SOURCE RECORDS:
- Opening Delimiter -

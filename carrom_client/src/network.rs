//! Session updates from the shared store

use std::collections::VecDeque;
use std::sync::{Arc, Mutex, MutexGuard, PoisonError};

use proto::GameSession;
use session_sync::{SyncChannel, SyncError};

/// Queue between store notifications and the frame loop
///
/// Notifications may arrive on any thread; they are only queued here and
/// drained at the start of the next frame, never mid-tick.
#[derive(Clone, Default)]
pub struct Inbox {
    queue: Arc<Mutex<VecDeque<GameSession>>>,
}

impl Inbox {
    pub fn new() -> Self {
        Self::default()
    }

    fn lock(&self) -> MutexGuard<'_, VecDeque<GameSession>> {
        self.queue.lock().unwrap_or_else(PoisonError::into_inner)
    }

    pub fn push(&self, session: GameSession) {
        self.lock().push_back(session);
    }

    /// Take every queued snapshot in arrival order
    pub fn drain(&self) -> Vec<GameSession> {
        self.lock().drain(..).collect()
    }

    pub fn len(&self) -> usize {
        self.lock().len()
    }

    pub fn is_empty(&self) -> bool {
        self.len() == 0
    }

    /// Route every update of the channel's session into this inbox
    pub fn attach(&self, channel: &mut SyncChannel) -> Result<(), SyncError> {
        let inbox = self.clone();
        channel.subscribe(move |session| inbox.push(session))?;
        Ok(())
    }
}

#[cfg(test)]
mod tests {
    use super::*;
    use session_sync::{InMemoryStore, SystemEnv};

    #[test]
    fn test_attach_queues_replay_and_updates() {
        let store = InMemoryStore::new();
        let mut host = SyncChannel::new(Arc::new(store.clone()), Arc::new(SystemEnv));
        let mut guest = SyncChannel::new(Arc::new(store.clone()), Arc::new(SystemEnv));
        let code = host.create_session("Asha").unwrap();
        let inbox = Inbox::new();

        inbox.attach(&mut host).unwrap();
        assert_eq!(inbox.len(), 1, "Current state is replayed");
        guest.join_session(&code, "Ben").unwrap();

        let updates = inbox.drain();
        assert!(inbox.is_empty());
        let last = updates.last().unwrap();
        assert!(last.player(2).is_some());
    }
}
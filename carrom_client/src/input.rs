//! Pointer input handling

use glam::Vec2;

/// Pointer gesture phases, already in board units
#[derive(Debug, Clone, Copy, PartialEq)]
pub enum PointerEvent {
    Down(Vec2),
    Move(Vec2),
    Up,
}

/// Where the board is drawn on screen
#[derive(Debug, Clone, Copy, PartialEq)]
pub struct Viewport {
    /// Screen position of the board's top-left corner
    pub origin: Vec2,
    /// Screen pixels per board unit
    pub scale: f32,
}

impl Viewport {
    pub fn new(origin: Vec2, scale: f32) -> Self {
        Self { origin, scale }
    }

    /// Fit a square board of `board_size` units into a `width` x `height` area, centered
    pub fn fit(width: f32, height: f32, board_size: f32) -> Self {
        let side = width.min(height);
        let scale = if board_size > 0.0 { side / board_size } else { 1.0 };
        let origin = Vec2::new((width - side) / 2.0, (height - side) / 2.0);
        Self { origin, scale }
    }

    /// Map a screen point to board coordinates
    pub fn to_board(&self, screen: Vec2) -> Vec2 {
        if self.scale <= 0.0 {
            return screen - self.origin;
        }
        (screen - self.origin) / self.scale
    }

    pub fn to_screen(&self, board: Vec2) -> Vec2 {
        board * self.scale + self.origin
    }
}

impl Default for Viewport {
    fn default() -> Self {
        Self::new(Vec2::ZERO, 1.0)
    }
}
//! Carrom client
//!
//! Glue between pointer input, the deterministic simulation in
//! `carrom_core` and the replicated session in `session_sync`. Rendering and
//! audio live behind [`UiHooks`].

pub mod app;
pub mod error;
pub mod fsm;
pub mod game;
pub mod input;
pub mod network;
pub mod sim;
pub mod state;

pub use app::App;
pub use error::ClientError;
pub use fsm::{Screen, ScreenAction, ScreenFsm};
pub use game::{Match, NoopHooks, UiHooks};
pub use input::{PointerEvent, Viewport};
pub use network::Inbox;
pub use state::{SessionChange, SessionView};
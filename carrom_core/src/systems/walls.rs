use crate::{Body, Board, Events, PendingRemoval, PhysicsEvent};
use hecs::{Without, World};

/// Bounce bodies whose edge crossed a wall back into the interior
///
/// The offending velocity component is reflected and scaled by the body's
/// restitution; the position is clamped so the edge touches the wall.
pub fn resolve_walls(world: &mut World, board: &Board, events: &mut Events) {
    let min = board.interior_min();
    let max = board.interior_max();

    for (entity, body) in world.query_mut::<Without<&mut Body, &PendingRemoval>>() {
        let mut hit = false;

        if body.pos.x - body.radius < min {
            body.pos.x = min + body.radius;
            if body.vel.x < 0.0 {
                body.vel.x = -body.vel.x * body.restitution;
            }
            hit = true;
        } else if body.pos.x + body.radius > max {
            body.pos.x = max - body.radius;
            if body.vel.x > 0.0 {
                body.vel.x = -body.vel.x * body.restitution;
            }
            hit = true;
        }

        if body.pos.y - body.radius < min {
            body.pos.y = min + body.radius;
            if body.vel.y < 0.0 {
                body.vel.y = -body.vel.y * body.restitution;
            }
            hit = true;
        } else if body.pos.y + body.radius > max {
            body.pos.y = max - body.radius;
            if body.vel.y > 0.0 {
                body.vel.y = -body.vel.y * body.restitution;
            }
            hit = true;
        }

        if hit {
            events.push(PhysicsEvent::WallHit {
                body: entity,
                speed: body.speed(),
            });
        }
    }
}
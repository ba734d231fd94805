//! Shared session state for carrom
//!
//! A session lives in the shared store as one key per field under
//! `sessions/<id>/`. Every value is postcard-encoded so each field can be
//! overwritten on its own.

use postcard::{from_bytes, to_allocvec};
use serde::{de::DeserializeOwned, Deserialize, Serialize};

/// Root of every session in the store
pub const SESSIONS_ROOT: &str = "sessions";

// ============================================================================
// Schema
// ============================================================================

#[derive(Debug, Clone, Copy, Default, PartialEq, Eq, Serialize, Deserialize)]
pub enum SessionStatus {
    /// Host is waiting for an opponent
    #[default]
    Waiting,
    Playing,
    Finished,
}

impl SessionStatus {
    pub fn as_str(self) -> &'static str {
        match self {
            SessionStatus::Waiting => "waiting",
            SessionStatus::Playing => "playing",
            SessionStatus::Finished => "finished",
        }
    }
}

#[derive(Debug, Clone, Default, PartialEq, Eq, Serialize, Deserialize)]
pub struct PlayerRecord {
    pub id: String,
    pub name: String,
    pub score: u32,
}

#[derive(Debug, Clone, Copy, Default, PartialEq, Serialize, Deserialize)]
pub struct Vec2f {
    pub x: f32,
    pub y: f32,
}

impl Vec2f {
    pub fn new(x: f32, y: f32) -> Self {
        Self { x, y }
    }
}

/// Last shot taken, replayed by the opponent
#[derive(Debug, Clone, Copy, PartialEq, Serialize, Deserialize)]
pub struct ShotRecord {
    pub player: u8, // 1 or 2
    pub force: Vec2f,
    pub position: Vec2f,
    pub timestamp: u64, // ms since epoch
}

/// Full view of one session
#[derive(Debug, Clone, PartialEq, Default)]
pub struct GameSession {
    pub session_id: String,
    pub host_id: String,
    pub status: SessionStatus,
    pub current_turn: u8,
    pub players: [Option<PlayerRecord>; 2],
    pub last_shot: Option<ShotRecord>,
    pub created_at: u64,
    pub winner: Option<u8>,
    pub ended_at: Option<u64>,
}

impl GameSession {
    /// Record of player 1 or 2
    pub fn player(&self, number: u8) -> Option<&PlayerRecord> {
        match number {
            1 | 2 => self.players[usize::from(number - 1)].as_ref(),
            _ => None,
        }
    }

    pub fn score(&self, number: u8) -> u32 {
        self.player(number).map(|p| p.score).unwrap_or(0)
    }

    pub fn is_full(&self) -> bool {
        self.players.iter().all(Option::is_some)
    }

    /// Encode every present field as `(key, value)` pairs
    pub fn to_fields(&self) -> Result<Vec<(String, Vec<u8>)>, postcard::Error> {
        let id = &self.session_id;
        let mut fields = vec![
            (Field::HostId.key(id), encode(&self.host_id)?),
            (Field::Status.key(id), encode(&self.status)?),
            (Field::CurrentTurn.key(id), encode(&self.current_turn)?),
            (Field::CreatedAt.key(id), encode(&self.created_at)?),
        ];
        for (index, player) in self.players.iter().enumerate() {
            let Some(player) = player else { continue };
            let n = index as u8 + 1;
            fields.push((Field::PlayerId(n).key(id), encode(&player.id)?));
            fields.push((Field::PlayerName(n).key(id), encode(&player.name)?));
            fields.push((Field::PlayerScore(n).key(id), encode(&player.score)?));
        }
        if let Some(shot) = &self.last_shot {
            fields.push((Field::LastShot.key(id), encode(shot)?));
        }
        if let Some(winner) = self.winner {
            fields.push((Field::Winner.key(id), encode(&winner)?));
        }
        if let Some(ended_at) = self.ended_at {
            fields.push((Field::EndedAt.key(id), encode(&ended_at)?));
        }
        Ok(fields)
    }

    /// Rebuild a session from its stored fields
    ///
    /// Returns `None` when no field of the session exists. Missing fields
    /// keep their defaults; a player exists once its id has been written.
    /// Keys outside the session are ignored.
    pub fn from_fields<'a, I>(session_id: &str, fields: I) -> Result<Option<Self>, postcard::Error>
    where
        I: IntoIterator<Item = (&'a str, &'a [u8])>,
    {
        let prefix = session_prefix(session_id);
        let mut session = GameSession {
            session_id: session_id.to_string(),
            current_turn: 1,
            ..Default::default()
        };
        let mut names: [Option<String>; 2] = [None, None];
        let mut scores: [Option<u32>; 2] = [None, None];
        let mut found = false;

        for (key, value) in fields {
            let Some(field) = key.strip_prefix(prefix.as_str()).and_then(Field::parse) else {
                continue;
            };
            found = true;
            match field {
                Field::HostId => session.host_id = decode(value)?,
                Field::Status => session.status = decode(value)?,
                Field::CurrentTurn => session.current_turn = decode(value)?,
                Field::CreatedAt => session.created_at = decode(value)?,
                Field::LastShot => session.last_shot = Some(decode(value)?),
                Field::Winner => session.winner = Some(decode(value)?),
                Field::EndedAt => session.ended_at = Some(decode(value)?),
                Field::PlayerId(n) => {
                    let record = PlayerRecord {
                        id: decode(value)?,
                        ..Default::default()
                    };
                    session.players[usize::from(n - 1)] = Some(record);
                }
                Field::PlayerName(n) => names[usize::from(n - 1)] = Some(decode(value)?),
                Field::PlayerScore(n) => scores[usize::from(n - 1)] = Some(decode(value)?),
            }
        }

        if !found {
            return Ok(None);
        }
        for (index, player) in session.players.iter_mut().enumerate() {
            if let Some(player) = player {
                player.name = names[index].take().unwrap_or_default();
                player.score = scores[index].unwrap_or(0);
            }
        }
        Ok(Some(session))
    }
}

// ============================================================================
// Key layout
// ============================================================================

/// One stored field of a session
#[derive(Debug, Clone, Copy, PartialEq, Eq)]
pub enum Field {
    HostId,
    Status,
    CurrentTurn,
    CreatedAt,
    LastShot,
    Winner,
    EndedAt,
    PlayerId(u8),
    PlayerName(u8),
    PlayerScore(u8),
}

impl Field {
    /// Key path relative to the session prefix
    pub fn path(self) -> String {
        match self {
            Field::HostId => "hostId".to_string(),
            Field::Status => "status".to_string(),
            Field::CurrentTurn => "currentTurn".to_string(),
            Field::CreatedAt => "createdAt".to_string(),
            Field::LastShot => "lastShot".to_string(),
            Field::Winner => "winner".to_string(),
            Field::EndedAt => "endedAt".to_string(),
            Field::PlayerId(n) => format!("players/{n}/id"),
            Field::PlayerName(n) => format!("players/{n}/name"),
            Field::PlayerScore(n) => format!("players/{n}/score"),
        }
    }

    /// Full store key of this field in a session
    pub fn key(self, session_id: &str) -> String {
        format!("{}{}", session_prefix(session_id), self.path())
    }

    pub fn parse(path: &str) -> Option<Self> {
        match path {
            "hostId" => return Some(Field::HostId),
            "status" => return Some(Field::Status),
            "currentTurn" => return Some(Field::CurrentTurn),
            "createdAt" => return Some(Field::CreatedAt),
            "lastShot" => return Some(Field::LastShot),
            "winner" => return Some(Field::Winner),
            "endedAt" => return Some(Field::EndedAt),
            _ => {}
        }
        let mut parts = path.strip_prefix("players/")?.split('/');
        let n: u8 = parts.next()?.parse().ok()?;
        if !(1..=2).contains(&n) {
            return None;
        }
        let field = match parts.next()? {
            "id" => Field::PlayerId(n),
            "name" => Field::PlayerName(n),
            "score" => Field::PlayerScore(n),
            _ => return None,
        };
        match parts.next() {
            None => Some(field),
            Some(_) => None,
        }
    }
}

/// Prefix shared by every key of a session, with trailing slash
pub fn session_prefix(session_id: &str) -> String {
    format!("{SESSIONS_ROOT}/{session_id}/")
}

/// Prefix of one player's record, with trailing slash
pub fn player_prefix(session_id: &str, number: u8) -> String {
    format!("{}players/{number}/", session_prefix(session_id))
}

// ============================================================================
// Serialization Helpers
// ============================================================================

/// Encode one field value
pub fn encode<T: Serialize>(value: &T) -> Result<Vec<u8>, postcard::Error> {
    to_allocvec(value)
}

/// Decode one field value
pub fn decode<T: DeserializeOwned>(bytes: &[u8]) -> Result<T, postcard::Error> {
    from_bytes(bytes)
}
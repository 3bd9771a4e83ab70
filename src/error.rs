//! Error types for argument validation and rendering

use std::path::PathBuf;
use thiserror::Error;

/// Result type alias for rendering operations
pub type Result<T> = std::result::Result<T, Error>;

/// Errors that can occur while parsing arguments or rendering a page
#[derive(Error, Debug)]
pub enum Error {
    /// Command line could not be parsed (also carries help/version output)
    #[error(transparent)]
    Cli(#[from] clap::Error),

    /// The command is neither `pdf` nor `screenshot`
    #[error("Unknown command: {0}")]
    UnknownCommand(String),

    /// More than one input source was given
    #[error("Arguments --{first} and --{second} are mutually exclusive")]
    ConflictingInputs {
        first: &'static str,
        second: &'static str,
    },

    #[error("Scale is out of range: {0} (must be between 0.1 - 2)")]
    ScaleOutOfRange(f64),

    #[error("Format value \"{0}\" is not allowed")]
    InvalidFormat(String),

    #[error("Quality is out of range: {0} (must be between 0 - 100)")]
    QualityOutOfRange(i64),

    /// A viewport entry is not a single `key=value` pair
    #[error("Incorrect parameter format for `viewport`: {0:?}")]
    InvalidViewportSyntax(String),

    #[error("Invalid value for viewport `{key}`: {value:?}")]
    InvalidViewportValue { key: String, value: String },

    #[error("Wrong number of margins specified: expected 4, got {0}")]
    InvalidMarginCount(usize),

    #[error("Wrong number of clipping region args specified: expected 4, got {0}")]
    InvalidClipCount(usize),

    #[error("Invalid clipping region value: {0:?}")]
    InvalidClipValue(String),

    /// A CSS length could not be parsed
    #[error("Invalid length {0:?}: expected a number with an optional px, in, cm or mm suffix")]
    InvalidLength(String),

    #[error("Unknown waitUntil value: {0}")]
    InvalidWaitUntil(String),

    #[error("Unknown media type: {0}")]
    InvalidMediaType(String),

    #[error("Input file not found: {}", .0.display())]
    InputNotFound(PathBuf),

    /// The renderer finished without producing a payload
    #[error("Unable to generate output")]
    RenderProducedNoOutput,

    /// Failed to launch the browser
    #[error("Engine initialization failed: {0}")]
    InitializationError(String),

    /// Failed to load the input location
    #[error("Failed to load URL: {0}")]
    LoadError(String),

    /// Failed to render content
    #[error("Rendering failed: {0}")]
    RenderError(String),

    /// Operation timed out
    #[error("Operation timed out after {0}ms")]
    Timeout(u64),

    /// Reading the input was cancelled before end-of-stream
    #[error("Reading input was cancelled")]
    InputCancelled,

    #[error("I/O error: {0}")]
    Io(#[from] std::io::Error),

    /// CDP-specific error
    #[cfg(feature = "cdp")]
    #[error("CDP error: {0}")]
    CdpError(String),

    /// Generic error
    #[error("{0}")]
    Other(String),
}

impl Error {
    /// Whether the error was detected before any browser interaction.
    pub fn is_usage(&self) -> bool {
        matches!(
            self,
            Error::Cli(_)
                | Error::UnknownCommand(_)
                | Error::ConflictingInputs { .. }
                | Error::ScaleOutOfRange(_)
                | Error::InvalidFormat(_)
                | Error::QualityOutOfRange(_)
                | Error::InvalidViewportSyntax(_)
                | Error::InvalidViewportValue { .. }
                | Error::InvalidMarginCount(_)
                | Error::InvalidClipCount(_)
                | Error::InvalidClipValue(_)
                | Error::InvalidLength(_)
                | Error::InvalidWaitUntil(_)
                | Error::InvalidMediaType(_)
                | Error::InputNotFound(_)
        )
    }
}

#[cfg(feature = "cdp")]
impl From<anyhow::Error> for Error {
    fn from(err: anyhow::Error) -> Self {
        Error::CdpError(err.to_string())
    }
}

#[cfg(test)]
mod tests {
    use super::*;

    #[test]
    fn usage_errors_are_classified() {
        assert!(Error::InvalidMarginCount(3).is_usage());
        assert!(Error::UnknownCommand("html".into()).is_usage());
        assert!(!Error::RenderProducedNoOutput.is_usage());
        assert!(!Error::Timeout(100).is_usage());
    }

    #[test]
    fn messages_name_the_offending_value() {
        let err = Error::InvalidFormat("B5".into());
        assert_eq!(err.to_string(), "Format value \"B5\" is not allowed");

        let err = Error::ConflictingInputs { first: "content", second: "page" };
        assert!(err.to_string().contains("--content"));
        assert!(err.to_string().contains("--page"));
    }
}
//! Turning an [`InputSource`] into a location the browser can navigate to.

use crate::options::InputSource;
use crate::{Error, Result};
use base64::Engine as Base64Engine;
use log::debug;
use std::future::Future;
use std::path::Path;
use std::pin::Pin;
use std::time::Duration;
use tokio::io::{AsyncRead, AsyncReadExt};
use url::Url;

const READ_CHUNK: usize = 8 * 1024;

/// Resolve the input source to a URL, data URL or file URL.
///
/// Standard input is read to end-of-stream; `stdin_timeout` bounds that
/// wait, otherwise it is unbounded.
pub async fn resolve_location(source: &InputSource, stdin_timeout: Option<Duration>) -> Result<String> {
    debug!("Resolving {} input", source.kind());
    match source {
        InputSource::Page(url) => Ok(url.clone()),
        InputSource::Content(html) => Ok(data_url(html.as_bytes())),
        InputSource::File(path) => file_url(path),
        InputSource::Stdin => {
            let html = read_stdin(stdin_timeout).await?;
            debug!("Read {} bytes from stdin", html.len());
            Ok(data_url(&html))
        }
    }
}

async fn read_stdin(timeout: Option<Duration>) -> Result<Vec<u8>> {
    let stdin = tokio::io::stdin();
    match timeout {
        Some(limit) => read_to_end(stdin, tokio::time::sleep(limit)).await.map_err(|err| match err {
            Error::InputCancelled => Error::Timeout(limit.as_millis() as u64),
            other => other,
        }),
        None => read_to_end(stdin, std::future::pending::<()>()).await,
    }
}

/// Read `reader` to end-of-stream unless `cancel` completes first.
pub async fn read_to_end<R, C>(mut reader: R, cancel: C) -> Result<Vec<u8>>
where
    R: AsyncRead + Unpin,
    C: Future<Output = ()>,
{
    let mut cancel: Pin<Box<C>> = Box::pin(cancel);
    let mut input = Vec::new();
    let mut chunk = vec![0u8; READ_CHUNK];

    loop {
        tokio::select! {
            read = reader.read(&mut chunk) => match read? {
                0 => return Ok(input),
                n => input.extend_from_slice(&chunk[..n]),
            },
            _ = &mut cancel => return Err(Error::InputCancelled),
        }
    }
}

/// `data:text/html;base64,...` URL carrying `html`
pub fn data_url(html: &[u8]) -> String {
    format!(
        "data:text/html;base64,{}",
        base64::engine::general_purpose::STANDARD.encode(html)
    )
}

/// `file://` URL for `path`, resolved against the working directory
pub fn file_url(path: &Path) -> Result<String> {
    let absolute = std::path::absolute(path)?;
    Url::from_file_path(&absolute)
        .map(String::from)
        .map_err(|_| Error::LoadError(format!("Cannot build a file URL for {}", absolute.display())))
}

/// Read `value` as a file path, falling back to treating it as literal HTML.
pub fn read_template(value: &str) -> String {
    match std::fs::read(value) {
        Ok(bytes) => String::from_utf8_lossy(&bytes).into_owned(),
        Err(_) => value.to_string(),
    }
}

- Closing Delimiter -

WORK TO BE COMPLETED: Every line in the data above that contains "opponent" needs to be copied.

RESULT BELOW:
    /// Host is waiting for an opponent
/// Last shot taken, replayed by the opponent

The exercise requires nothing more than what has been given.